[DATA LISTING]

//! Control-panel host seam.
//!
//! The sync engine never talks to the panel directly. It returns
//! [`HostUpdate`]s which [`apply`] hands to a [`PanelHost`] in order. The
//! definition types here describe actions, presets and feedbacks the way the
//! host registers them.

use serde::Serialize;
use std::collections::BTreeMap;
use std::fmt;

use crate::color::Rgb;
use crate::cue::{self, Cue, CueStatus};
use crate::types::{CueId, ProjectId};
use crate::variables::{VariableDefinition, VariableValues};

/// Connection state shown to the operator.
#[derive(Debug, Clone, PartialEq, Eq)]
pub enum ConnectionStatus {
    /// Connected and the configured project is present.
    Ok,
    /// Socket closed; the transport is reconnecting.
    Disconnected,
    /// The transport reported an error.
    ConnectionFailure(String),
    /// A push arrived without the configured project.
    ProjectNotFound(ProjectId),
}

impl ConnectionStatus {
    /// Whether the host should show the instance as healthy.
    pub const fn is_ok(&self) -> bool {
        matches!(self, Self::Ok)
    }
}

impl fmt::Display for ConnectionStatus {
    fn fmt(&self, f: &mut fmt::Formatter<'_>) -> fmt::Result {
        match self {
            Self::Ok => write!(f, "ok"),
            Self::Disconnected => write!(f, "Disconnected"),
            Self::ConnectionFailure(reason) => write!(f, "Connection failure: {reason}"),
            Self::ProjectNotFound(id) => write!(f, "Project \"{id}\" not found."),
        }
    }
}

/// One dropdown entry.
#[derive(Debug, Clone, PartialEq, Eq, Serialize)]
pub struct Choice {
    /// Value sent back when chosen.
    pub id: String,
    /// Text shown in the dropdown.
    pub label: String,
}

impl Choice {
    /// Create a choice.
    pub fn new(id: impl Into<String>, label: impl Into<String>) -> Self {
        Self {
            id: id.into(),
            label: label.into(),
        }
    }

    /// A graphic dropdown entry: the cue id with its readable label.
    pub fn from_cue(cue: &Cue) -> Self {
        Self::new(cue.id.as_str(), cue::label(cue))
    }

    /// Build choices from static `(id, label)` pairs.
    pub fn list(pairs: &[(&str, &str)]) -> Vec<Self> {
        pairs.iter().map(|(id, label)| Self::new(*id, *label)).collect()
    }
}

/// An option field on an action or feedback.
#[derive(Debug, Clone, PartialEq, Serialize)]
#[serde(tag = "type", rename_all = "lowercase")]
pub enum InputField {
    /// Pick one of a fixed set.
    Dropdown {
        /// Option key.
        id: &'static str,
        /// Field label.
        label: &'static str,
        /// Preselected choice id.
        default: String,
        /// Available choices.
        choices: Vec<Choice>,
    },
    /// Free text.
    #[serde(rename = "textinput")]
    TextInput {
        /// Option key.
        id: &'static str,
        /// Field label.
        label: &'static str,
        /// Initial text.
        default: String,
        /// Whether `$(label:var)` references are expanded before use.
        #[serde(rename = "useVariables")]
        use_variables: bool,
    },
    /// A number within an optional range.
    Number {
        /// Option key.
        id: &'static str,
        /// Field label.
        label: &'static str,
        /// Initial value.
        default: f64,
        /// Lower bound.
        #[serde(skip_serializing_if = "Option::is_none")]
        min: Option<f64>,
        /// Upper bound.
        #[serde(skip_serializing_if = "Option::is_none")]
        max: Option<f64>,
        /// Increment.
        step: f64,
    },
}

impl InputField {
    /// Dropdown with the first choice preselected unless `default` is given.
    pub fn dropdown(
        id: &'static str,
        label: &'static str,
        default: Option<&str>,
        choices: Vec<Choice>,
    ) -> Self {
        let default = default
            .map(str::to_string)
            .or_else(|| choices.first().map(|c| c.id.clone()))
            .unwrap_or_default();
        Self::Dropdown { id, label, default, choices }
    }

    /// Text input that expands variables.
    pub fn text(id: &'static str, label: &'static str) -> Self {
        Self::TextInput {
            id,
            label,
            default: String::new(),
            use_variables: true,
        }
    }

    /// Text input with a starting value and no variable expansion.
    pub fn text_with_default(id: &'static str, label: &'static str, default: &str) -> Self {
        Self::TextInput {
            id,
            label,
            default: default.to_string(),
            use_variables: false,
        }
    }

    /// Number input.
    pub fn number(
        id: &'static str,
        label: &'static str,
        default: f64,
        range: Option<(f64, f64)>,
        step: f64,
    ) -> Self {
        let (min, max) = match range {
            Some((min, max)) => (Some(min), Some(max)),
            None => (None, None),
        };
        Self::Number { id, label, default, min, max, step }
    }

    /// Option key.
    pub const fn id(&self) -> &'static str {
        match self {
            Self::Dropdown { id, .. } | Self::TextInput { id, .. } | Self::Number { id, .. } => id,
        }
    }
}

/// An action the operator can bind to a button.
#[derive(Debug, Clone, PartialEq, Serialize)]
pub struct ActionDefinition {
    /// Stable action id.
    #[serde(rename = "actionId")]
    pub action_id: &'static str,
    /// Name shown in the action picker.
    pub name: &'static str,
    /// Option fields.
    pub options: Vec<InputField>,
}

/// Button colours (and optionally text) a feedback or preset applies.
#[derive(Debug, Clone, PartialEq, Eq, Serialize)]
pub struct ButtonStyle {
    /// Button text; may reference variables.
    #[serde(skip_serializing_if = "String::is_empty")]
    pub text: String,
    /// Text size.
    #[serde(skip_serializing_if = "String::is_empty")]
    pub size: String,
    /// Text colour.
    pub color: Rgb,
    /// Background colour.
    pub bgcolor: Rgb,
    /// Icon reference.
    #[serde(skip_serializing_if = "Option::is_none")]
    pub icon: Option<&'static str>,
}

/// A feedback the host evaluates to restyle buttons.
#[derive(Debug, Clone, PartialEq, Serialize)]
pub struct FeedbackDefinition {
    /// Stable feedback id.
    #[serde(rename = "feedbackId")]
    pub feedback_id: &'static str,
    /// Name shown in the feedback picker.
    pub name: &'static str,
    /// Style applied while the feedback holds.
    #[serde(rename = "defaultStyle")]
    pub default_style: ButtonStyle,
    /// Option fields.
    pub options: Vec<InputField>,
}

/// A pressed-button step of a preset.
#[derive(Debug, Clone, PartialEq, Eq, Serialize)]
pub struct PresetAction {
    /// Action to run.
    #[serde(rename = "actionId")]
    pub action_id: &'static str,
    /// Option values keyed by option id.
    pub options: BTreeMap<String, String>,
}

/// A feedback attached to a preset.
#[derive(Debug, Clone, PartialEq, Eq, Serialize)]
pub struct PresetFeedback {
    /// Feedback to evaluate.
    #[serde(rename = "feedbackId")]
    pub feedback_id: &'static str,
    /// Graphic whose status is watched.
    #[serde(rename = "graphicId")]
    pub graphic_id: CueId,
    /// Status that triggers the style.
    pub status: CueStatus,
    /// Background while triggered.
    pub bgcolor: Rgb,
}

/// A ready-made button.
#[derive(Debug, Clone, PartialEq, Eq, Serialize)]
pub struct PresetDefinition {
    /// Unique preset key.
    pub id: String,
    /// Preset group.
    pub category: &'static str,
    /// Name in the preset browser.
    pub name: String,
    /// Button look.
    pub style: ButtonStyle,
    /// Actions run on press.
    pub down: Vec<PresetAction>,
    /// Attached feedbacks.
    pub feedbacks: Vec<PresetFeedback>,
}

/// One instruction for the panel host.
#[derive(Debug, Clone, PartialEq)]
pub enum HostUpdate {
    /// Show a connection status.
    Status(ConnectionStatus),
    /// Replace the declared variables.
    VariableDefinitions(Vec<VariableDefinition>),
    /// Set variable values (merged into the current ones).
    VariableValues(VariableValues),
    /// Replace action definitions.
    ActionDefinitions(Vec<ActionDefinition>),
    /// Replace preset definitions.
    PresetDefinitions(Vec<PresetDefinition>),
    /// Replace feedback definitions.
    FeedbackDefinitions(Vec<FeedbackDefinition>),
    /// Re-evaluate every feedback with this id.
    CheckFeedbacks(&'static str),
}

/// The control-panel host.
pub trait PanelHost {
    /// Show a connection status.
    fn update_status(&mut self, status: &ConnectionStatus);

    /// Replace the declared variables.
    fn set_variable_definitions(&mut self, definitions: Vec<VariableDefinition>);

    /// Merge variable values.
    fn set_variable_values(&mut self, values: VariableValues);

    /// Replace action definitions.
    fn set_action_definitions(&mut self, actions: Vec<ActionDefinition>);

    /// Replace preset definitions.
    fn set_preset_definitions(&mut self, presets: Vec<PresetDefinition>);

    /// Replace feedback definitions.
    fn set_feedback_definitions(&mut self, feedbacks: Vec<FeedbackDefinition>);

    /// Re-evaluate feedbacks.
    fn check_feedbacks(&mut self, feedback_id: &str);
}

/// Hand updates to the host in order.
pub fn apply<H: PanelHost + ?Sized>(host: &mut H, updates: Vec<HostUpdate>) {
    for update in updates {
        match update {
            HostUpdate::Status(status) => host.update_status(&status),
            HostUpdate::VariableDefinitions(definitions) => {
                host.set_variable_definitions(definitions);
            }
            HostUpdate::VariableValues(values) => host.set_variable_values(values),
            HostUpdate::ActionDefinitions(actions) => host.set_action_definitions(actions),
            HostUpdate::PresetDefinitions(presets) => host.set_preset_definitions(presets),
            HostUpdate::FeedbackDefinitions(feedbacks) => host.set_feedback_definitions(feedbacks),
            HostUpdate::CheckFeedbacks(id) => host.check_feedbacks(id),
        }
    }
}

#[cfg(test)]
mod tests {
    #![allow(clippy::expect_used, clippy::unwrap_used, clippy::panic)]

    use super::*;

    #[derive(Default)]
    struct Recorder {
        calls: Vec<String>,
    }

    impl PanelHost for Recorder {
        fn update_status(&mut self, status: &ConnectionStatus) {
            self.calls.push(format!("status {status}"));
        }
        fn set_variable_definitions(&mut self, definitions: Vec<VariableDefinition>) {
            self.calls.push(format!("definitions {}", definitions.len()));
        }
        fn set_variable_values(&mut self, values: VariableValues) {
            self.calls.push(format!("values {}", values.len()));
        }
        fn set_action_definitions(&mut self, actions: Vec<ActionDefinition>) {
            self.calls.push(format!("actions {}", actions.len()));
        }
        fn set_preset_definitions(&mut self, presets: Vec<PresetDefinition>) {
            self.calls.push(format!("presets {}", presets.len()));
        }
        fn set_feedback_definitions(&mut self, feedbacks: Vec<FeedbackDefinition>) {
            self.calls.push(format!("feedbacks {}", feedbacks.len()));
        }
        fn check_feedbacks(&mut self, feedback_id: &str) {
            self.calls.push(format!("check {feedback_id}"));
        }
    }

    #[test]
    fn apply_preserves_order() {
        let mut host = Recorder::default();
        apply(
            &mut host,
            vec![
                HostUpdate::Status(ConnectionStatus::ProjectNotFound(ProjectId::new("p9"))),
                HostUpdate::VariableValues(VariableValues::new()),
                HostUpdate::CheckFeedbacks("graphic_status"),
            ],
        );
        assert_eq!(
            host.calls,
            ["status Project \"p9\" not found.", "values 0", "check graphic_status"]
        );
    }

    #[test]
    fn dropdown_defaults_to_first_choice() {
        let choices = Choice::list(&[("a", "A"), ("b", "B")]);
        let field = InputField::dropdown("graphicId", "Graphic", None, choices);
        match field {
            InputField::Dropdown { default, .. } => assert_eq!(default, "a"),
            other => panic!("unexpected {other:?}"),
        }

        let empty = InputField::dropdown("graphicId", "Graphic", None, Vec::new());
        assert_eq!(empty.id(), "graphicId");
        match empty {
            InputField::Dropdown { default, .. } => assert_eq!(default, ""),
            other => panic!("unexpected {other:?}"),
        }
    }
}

[/DATA LISTING]
[DATA LISTING]

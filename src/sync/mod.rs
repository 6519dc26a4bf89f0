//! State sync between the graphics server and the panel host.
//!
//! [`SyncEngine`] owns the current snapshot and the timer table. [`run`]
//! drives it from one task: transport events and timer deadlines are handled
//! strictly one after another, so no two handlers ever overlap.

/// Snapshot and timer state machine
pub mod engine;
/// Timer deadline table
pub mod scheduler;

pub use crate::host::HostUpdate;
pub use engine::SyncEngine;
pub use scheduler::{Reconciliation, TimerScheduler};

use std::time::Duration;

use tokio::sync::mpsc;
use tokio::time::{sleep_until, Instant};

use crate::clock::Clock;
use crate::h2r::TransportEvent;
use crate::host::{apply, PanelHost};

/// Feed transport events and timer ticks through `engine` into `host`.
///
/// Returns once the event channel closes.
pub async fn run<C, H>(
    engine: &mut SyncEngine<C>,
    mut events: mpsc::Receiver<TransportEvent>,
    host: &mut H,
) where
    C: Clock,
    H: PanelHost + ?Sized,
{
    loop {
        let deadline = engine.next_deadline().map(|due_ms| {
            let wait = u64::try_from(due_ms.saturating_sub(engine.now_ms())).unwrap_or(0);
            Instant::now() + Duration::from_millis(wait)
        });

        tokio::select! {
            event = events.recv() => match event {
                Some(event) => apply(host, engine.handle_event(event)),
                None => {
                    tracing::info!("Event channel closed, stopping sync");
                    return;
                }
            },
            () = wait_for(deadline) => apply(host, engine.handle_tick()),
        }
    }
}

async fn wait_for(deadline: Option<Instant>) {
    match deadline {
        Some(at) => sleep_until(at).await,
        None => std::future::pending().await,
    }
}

[/DATA LISTING]

> **REQUIRED WORK**:
Leave out every line above except those from the line with "Control-panel host seam." up to and including the line with "use std::collections::BTreeMap;", and copy those exactly.

> **EXERCISE SOLUTION**:
//! Control-panel host seam.
//!
//! The sync engine never talks to the panel directly. It returns
//! [`HostUpdate`]s which [`apply`] hands to a [`PanelHost`] in order. The
//! definition types here describe actions, presets and feedbacks the way the
//! host registers them.

use serde::Serialize;
use std::collections::BTreeMap;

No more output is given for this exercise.